= Andrew Strempler =

Canadian businessman

Andrew Strempler is former president and chief executive officer of Mediplan Health Consulting Inc., and RxNorth.com, which he founded in 1999. In June 2012, he was arrested in Florida on multiple charges relating to the sale of foreign and counterfeit pharmaceuticals. In October 2012, he pleaded guilty to conspiracy to commit mail fraud in connection with his role as owner and president of Mediplan Health Consulting Inc., a Canadian company, that also operated under the name RxNorth.com. He was sentenced to four years in a U.S. prison, ordered to pay a forfeiture of US$300,000 and a $25,000 fine.

Strempler's company, RxNorth.com, was found by the US Food and Drug Administration to be selling counterfeit medicines to customers in the United States. In 2010, Strempler was stripped of his license to practice as a pharmacist in Manitoba for dealing in unapproved medicines, and had left Canada to "an island off the coast of Venezuela," where the 'Winnipeg Free Press' located him "distributing generic drugs from an online pharmaceutical business."
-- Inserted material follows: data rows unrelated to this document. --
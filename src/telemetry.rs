//! Error-tracking capability.
//!
//! Jobs report transient fetch/parse failures through [`ErrorReporter`]
//! before aborting; the default [`LogReporter`] emits structured log events.
//! Deployments with an external error tracker plug in their own
//! implementation.

use std::error::Error;

/// External error-tracking collaborator.
pub trait ErrorReporter: Send + Sync {
    /// Record a failure. Must not panic or block.
    fn report(&self, err: &(dyn Error + 'static));
}

/// Default reporter: structured error log, nothing else.
pub struct LogReporter;

impl ErrorReporter for LogReporter {
    fn report(&self, err: &(dyn Error + 'static)) {
        tracing::error!(error = %err, "reported failure");
    }
}
//! Integration tests for the concentration refresh flow.

use std::sync::{Arc, Mutex};
use std::time::Duration;

use async_trait::async_trait;
use chrono::NaiveDate;
use tokio_util::sync::CancellationToken;
use twstock_ingest::engine::Engine;
use twstock_ingest::pipeline::{Pipeline, RefreshRequest};
use twstock_ingest::sink::{DataSink, MemorySink, SinkResult, DIFF_SLOTS};
use twstock_ingest::{DailyClose, StakeConcentration, StockEntry, ThreePrimary, TradeVolume};

use crate::common::{CountingReporter, ScriptedFetcher};

fn wednesday() -> NaiveDate {
    NaiveDate::from_ymd_opt(2022, 1, 5).unwrap()
}

fn request(anchor: NaiveDate) -> RefreshRequest {
    RefreshRequest {
        rewind_limit: 0,
        rate_limit: Duration::ZERO,
        timeout: Duration::from_secs(10),
        anchor: Some(anchor),
    }
}

fn close(stock_id: &str, date: &str, shares: u64) -> DailyClose {
    use rust_decimal::Decimal;
    DailyClose {
        stock_id: stock_id.to_string(),
        date: date.to_string(),
        trade_shares: shares,
        transactions: 1,
        turnover: 1,
        open: Decimal::ONE,
        high: Decimal::ONE,
        low: Decimal::ONE,
        close: Decimal::ONE,
        price_diff: Decimal::ZERO,
    }
}

fn entry(stock_id: &str) -> StockEntry {
    StockEntry {
        stock_id: stock_id.to_string(),
        name: "公司".to_string(),
        market: "TwSE".to_string(),
        category: "半導體業".to_string(),
        country: "TW".to_string(),
    }
}

/// Register the stock and seed `days` of volume history plus the scraped
/// base row and diff slots for (stock, date).
async fn seed_on(sink: &MemorySink, stock_id: &str, days: usize, date: &str) {
    sink.batch_upsert_stocks(vec![entry(stock_id)]).await.unwrap();
    let closes = (1..=days)
        .map(|d| close(stock_id, &format!("202112{d:02}"), 1_000_000))
        .collect();
    sink.batch_upsert_daily_close(closes).await.unwrap();
    sink.create_stake_concentration(StakeConcentration::empty(stock_id, date))
        .await
        .unwrap();
    for slot in 0..5 {
        sink.update_concentration_diff(stock_id, date, slot, 350)
            .await
            .unwrap();
    }
}

async fn seed(sink: &MemorySink, stock_id: &str, days: usize) {
    seed_on(sink, stock_id, days, "2022-01-05").await;
}

struct Harness {
    pipeline: Pipeline,
    sink: Arc<MemorySink>,
    reporter: Arc<CountingReporter>,
    engine: Engine,
}

fn harness() -> Harness {
    let (queue, engine) = Engine::start(3, 64);
    let sink = Arc::new(MemorySink::new());
    let reporter = Arc::new(CountingReporter::new());
    let pipeline = Pipeline::new(
        queue,
        Arc::new(ScriptedFetcher::new()),
        sink.clone(),
        reporter.clone(),
    );
    Harness {
        pipeline,
        sink,
        reporter,
        engine,
    }
}

/// Delegates to a [`MemorySink`] while recording the size of every
/// percentage write-through batch.
struct FlushTrackingSink {
    inner: MemorySink,
    update_batches: Mutex<Vec<usize>>,
}

impl FlushTrackingSink {
    fn new() -> Self {
        Self {
            inner: MemorySink::new(),
            update_batches: Mutex::new(Vec::new()),
        }
    }
}

#[async_trait]
impl DataSink for FlushTrackingSink {
    async fn batch_upsert_daily_close(&self, rows: Vec<DailyClose>) -> SinkResult<()> {
        self.inner.batch_upsert_daily_close(rows).await
    }

    async fn batch_upsert_three_primary(&self, rows: Vec<ThreePrimary>) -> SinkResult<()> {
        self.inner.batch_upsert_three_primary(rows).await
    }

    async fn batch_upsert_stocks(&self, rows: Vec<StockEntry>) -> SinkResult<()> {
        self.inner.batch_upsert_stocks(rows).await
    }

    async fn create_stake_concentration(&self, row: StakeConcentration) -> SinkResult<()> {
        self.inner.create_stake_concentration(row).await
    }

    async fn batch_update_stake_concentration(
        &self,
        rows: Vec<StakeConcentration>,
    ) -> SinkResult<()> {
        self.update_batches.lock().unwrap().push(rows.len());
        self.inner.batch_update_stake_concentration(rows).await
    }

    async fn update_concentration_diff(
        &self,
        stock_id: &str,
        date: &str,
        slot: usize,
        value: i64,
    ) -> SinkResult<()> {
        self.inner
            .update_concentration_diff(stock_id, date, slot, value)
            .await
    }

    async fn concentration_diff(
        &self,
        stock_id: &str,
        date: &str,
    ) -> SinkResult<[i64; DIFF_SLOTS]> {
        self.inner.concentration_diff(stock_id, date).await
    }

    async fn get_stake_concentration(
        &self,
        stock_id: &str,
        date: &str,
    ) -> SinkResult<Option<StakeConcentration>> {
        self.inner.get_stake_concentration(stock_id, date).await
    }

    async fn has_stake_concentration(&self, date: &str) -> SinkResult<bool> {
        self.inner.has_stake_concentration(date).await
    }

    async fn list_backfill_concentration_stock_ids(&self, date: &str) -> SinkResult<Vec<String>> {
        self.inner.list_backfill_concentration_stock_ids(date).await
    }

    async fn list_stocks(&self) -> SinkResult<Vec<StockEntry>> {
        self.inner.list_stocks().await
    }

    async fn concentration_volumes(
        &self,
        stock_id: &str,
        date: &str,
    ) -> SinkResult<Vec<TradeVolume>> {
        self.inner.concentration_volumes(stock_id, date).await
    }
}

#[tokio::test]
async fn test_full_buffer_flushes_mid_run() {
    let (queue, engine) = Engine::start(3, 128);
    let sink = Arc::new(FlushTrackingSink::new());
    let reporter = Arc::new(CountingReporter::new());
    let pipeline = Pipeline::new(
        queue,
        Arc::new(ScriptedFetcher::new()),
        sink.clone(),
        reporter.clone(),
    );

    // one more candidate than the buffer holds
    for i in 0..51 {
        seed_on(&sink.inner, &format!("{}", 1100 + i), 60, "2022-01-05").await;
    }

    let summary = pipeline
        .refresh_concentration(CancellationToken::new(), request(wednesday()))
        .await
        .unwrap();
    assert_eq!(summary.updated, 51);
    assert_eq!(reporter.reports(), 0);

    // the 50th buffered row triggers a write-through mid-run; the
    // remainder flushes at completion
    let batches = sink.update_batches.lock().unwrap().clone();
    assert_eq!(batches, vec![50, 1]);

    engine.shutdown().await;
}

#[tokio::test]
async fn test_refresh_recomputes_percentages() {
    let h = harness();
    seed(&h.sink, "2330", 60).await;

    let summary = h
        .pipeline
        .refresh_concentration(CancellationToken::new(), request(wednesday()))
        .await
        .unwrap();
    assert_eq!(summary.updated, 1);

    // constant 1000-lot days: 350 over 1k/5k/10k/20k/60k lots
    let row = h
        .sink
        .stake_concentration("2330", "2022-01-05")
        .await
        .unwrap();
    assert_eq!(row.concentration_1, 35.0);
    assert_eq!(row.concentration_5, 7.0);
    assert_eq!(row.concentration_10, 3.5);
    assert_eq!(row.concentration_20, 1.8);
    assert_eq!(row.concentration_60, 0.6);

    h.engine.shutdown().await;
}

#[tokio::test]
async fn test_partial_buffer_flushes_at_completion() {
    let h = harness();
    for stock_id in ["1101", "2330", "2603"] {
        seed(&h.sink, stock_id, 60).await;
    }

    let summary = h
        .pipeline
        .refresh_concentration(CancellationToken::new(), request(wednesday()))
        .await
        .unwrap();
    assert_eq!(summary.updated, 3);
    for stock_id in ["1101", "2330", "2603"] {
        let row = h
            .sink
            .stake_concentration(stock_id, "2022-01-05")
            .await
            .unwrap();
        assert_eq!(row.concentration_1, 35.0);
    }

    h.engine.shutdown().await;
}

#[tokio::test]
async fn test_insufficient_history_is_reported_and_skipped() {
    let h = harness();
    seed(&h.sink, "2330", 60).await;
    // a recent listing without 60 days of volume
    seed(&h.sink, "6988", 10).await;

    let summary = h
        .pipeline
        .refresh_concentration(CancellationToken::new(), request(wednesday()))
        .await
        .unwrap();

    assert_eq!(summary.updated, 1);
    assert_eq!(h.reporter.reports(), 1);
    let stale = h
        .sink
        .stake_concentration("6988", "2022-01-05")
        .await
        .unwrap();
    assert_eq!(stale.concentration_60, 0.0);

    h.engine.shutdown().await;
}

#[tokio::test]
async fn test_stock_without_base_row_is_skipped_silently() {
    let h = harness();
    seed(&h.sink, "2330", 60).await;
    // registered but never scraped on the day
    h.sink.batch_upsert_stocks(vec![entry("2603")]).await.unwrap();

    let summary = h
        .pipeline
        .refresh_concentration(CancellationToken::new(), request(wednesday()))
        .await
        .unwrap();

    assert_eq!(summary.updated, 1);
    assert_eq!(h.reporter.reports(), 0);

    h.engine.shutdown().await;
}

#[tokio::test]
async fn test_rewind_covers_each_scraped_day() {
    let h = harness();
    // rows on Tuesday the 4th and Wednesday the 5th
    seed_on(&h.sink, "2330", 60, "2022-01-04").await;
    seed_on(&h.sink, "2330", 60, "2022-01-05").await;

    let mut req = request(wednesday());
    req.rewind_limit = -1;
    let summary = h
        .pipeline
        .refresh_concentration(CancellationToken::new(), req)
        .await
        .unwrap();
    assert_eq!(summary.updated, 2);

    for date in ["2022-01-04", "2022-01-05"] {
        let row = h.sink.stake_concentration("2330", date).await.unwrap();
        assert_eq!(row.concentration_1, 35.0);
    }

    h.engine.shutdown().await;
}

#[tokio::test]
async fn test_day_without_scrape_generates_no_jobs() {
    let h = harness();
    h.sink.batch_upsert_stocks(vec![entry("2330")]).await.unwrap();

    let summary = h
        .pipeline
        .refresh_concentration(CancellationToken::new(), request(wednesday()))
        .await
        .unwrap();
    assert_eq!(summary.updated, 0);
    assert_eq!(h.reporter.reports(), 0);

    h.engine.shutdown().await;
}

#[tokio::test]
async fn test_weekend_is_a_noop() {
    let h = harness();
    seed(&h.sink, "2330", 60).await;

    let saturday = NaiveDate::from_ymd_opt(2022, 1, 8).unwrap();
    let summary = h
        .pipeline
        .refresh_concentration(CancellationToken::new(), request(saturday))
        .await
        .unwrap();
    assert_eq!(summary.updated, 0);

    h.engine.shutdown().await;
}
Strempler helped establish the Canadian International Pharmacy Association in November 2002. His company, RxNorth.com, was sold in part in 2007 to the CanadaDrugs.com group of companies; the effective date of change for service provided to customers was January 31, 2008. He also helped form the Manitoba Internet Pharmacists Association in 2003 and sat as vice chairman on the board of directors for the Manitoba Chamber of Commerce.

He holds a bachelor's degree in pharmacy from the University of Manitoba. He grew up in Winnipeg, Manitoba.

Strempler spent most of his prison time in a privately owned prison in the state of Georgia. He was transferred to a minimum-security prison in Manitoba in July 2015, and was released in October 2015.